■ **WHAT YOU WILL DO**: Below are some entries. Output each one exactly as it appears.

* * *

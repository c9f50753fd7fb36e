use async_trait::async_trait;
use axum::extract::{FromRequest, Request};
use axum::http::header::CONTENT_TYPE;
use axum::http::{HeaderValue, StatusCode};
use axum::response::{IntoResponse, Response};
use axum::RequestExt;

/// This uses the `multer` crate (just like axum with the `multipart` feature enabled) to parse
/// request bodies to DICOM files.
/// `axum::extract::Multipart` cannot be used because the Content-Type is not multiform/form-data.
pub struct DicomMultipart<'a>(multer::Multipart<'a>);

impl<'a> DicomMultipart<'a> {
	/// This implementation is based on [`multer::parse_boundary`],
	/// but with multipart/related instead of multipart/form-data.
	fn parse_boundary(content_type: &str) -> multer::Result<String> {
		let mime = content_type
			.parse::<mime::Mime>()
			.map_err(multer::Error::DecodeContentType)?;

		// The `multer` crate expects multipart/form-data here, but in DICOM multipart/related is used.
		if !(mime.type_() == mime::MULTIPART && mime.subtype().as_str() == "related") {
			return Err(multer::Error::NoMultipart);
		}

		mime.get_param(mime::BOUNDARY)
			.map(|name| name.as_str().to_owned())
			.ok_or(multer::Error::NoBoundary)
	}

	/// See [`multer::Multipart::next_field`]
	pub async fn next_field(&mut self) -> multer::Result<Option<multer::Field<'a>>> {
		self.0.next_field().await
	}
}

pub enum DicomMultipartRejection {
	InvalidBoundary,
}

impl IntoResponse for DicomMultipartRejection {
	fn into_response(self) -> Response {
		match self {
			Self::InvalidBoundary => (
				StatusCode::BAD_REQUEST,
				"Invalid `boundary` for `multipart/related` request",
			)
				.into_response(),
		}
	}
}

impl<S> FromRequest<S> for DicomMultipart<'_>
where
	S: Send + Sync,
{
	type Rejection = DicomMultipartRejection;

	async fn from_request(request: Request, _state: &S) -> Result<Self, Self::Rejection> {
		let boundary = request
			.headers()
			.get(CONTENT_TYPE)
			.map(HeaderValue::to_str)
			.and_then(Result::ok)
			.map(DicomMultipart::parse_boundary)
			.and_then(Result::ok)
			.ok_or(Self::Rejection::InvalidBoundary)?;

		let stream = request.with_limited_body().into_body();
		let multipart = multer::Multipart::new(stream.into_data_stream(), boundary);
		Ok(Self(multipart))
	}
}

* * *

■ **SOLUTION FOR THIS PROBLEM**:
repository c9f50753fd7fb36e
use async_trait::async_trait;
use axum::extract::{FromRequest, Request};
use axum::http::header::CONTENT_TYPE;
use axum::http::{HeaderValue, StatusCode};
use axum::response::{IntoResponse, Response};
use axum::RequestExt;

/// This uses the `multer` crate (just like axum with the `multipart` feature enabled) to parse
/// request bodies to DICOM files.
/// `axum::extract::Multipart` cannot be used because the Content-Type is not multiform/form-data.
pub struct DicomMultipart<'a>(multer::Multipart<'a>);

impl<'a> DicomMultipart<'a> {
	/// This implementation is based on [`multer::parse_boundary`],
	/// but with multipart/related instead of multipart/form-data.
	fn parse_boundary(content_type: &str) -> multer::Result<String> {
		let mime = content_type
			.parse::<mime::Mime>()
			.map_err(multer::Error::DecodeContentType)?;

		// The `multer` crate expects multipart/form-data here, but in DICOM multipart/related is used.
		if !(mime.type_() == mime::MULTIPART && mime.subtype().as_str() == "related") {
			return Err(multer::Error::NoMultipart);
		}

		mime.get_param(mime::BOUNDARY)
			.map(|name| name.as_str().to_owned())
			.ok_or(multer::Error::NoBoundary)
	}

	/// See [`multer::Multipart::next_field`]
	pub async fn next_field(&mut self) -> multer::Result<Option<multer::Field<'a>>> {
		self.0.next_field().await
	}
}

pub enum DicomMultipartRejection {
	InvalidBoundary,
}

impl IntoResponse for DicomMultipartRejection {
	fn into_response(self) -> Response {
		match self {
			Self::InvalidBoundary => (
				StatusCode::BAD_REQUEST,
				"Invalid `boundary` for `multipart/related` request",
			)
				.into_response(),
		}
	}
}

impl<S> FromRequest<S> for DicomMultipart<'_>
where
	S: Send + Sync,
{
	type Rejection = DicomMultipartRejection;

	async fn from_request(request: Request, _state: &S) -> Result<Self, Self::Rejection> {
		let boundary = request
			.headers()
			.get(CONTENT_TYPE)
			.map(HeaderValue::to_str)
			.and_then(Result::ok)
			.map(DicomMultipart::parse_boundary)
			.and_then(Result::ok)
			.ok_or(Self::Rejection::InvalidBoundary)?;

		let stream = request.with_limited_body().into_body();
		let multipart = multer::Multipart::new(stream.into_data_stream(), boundary);
		Ok(Self(multipart))
	}
}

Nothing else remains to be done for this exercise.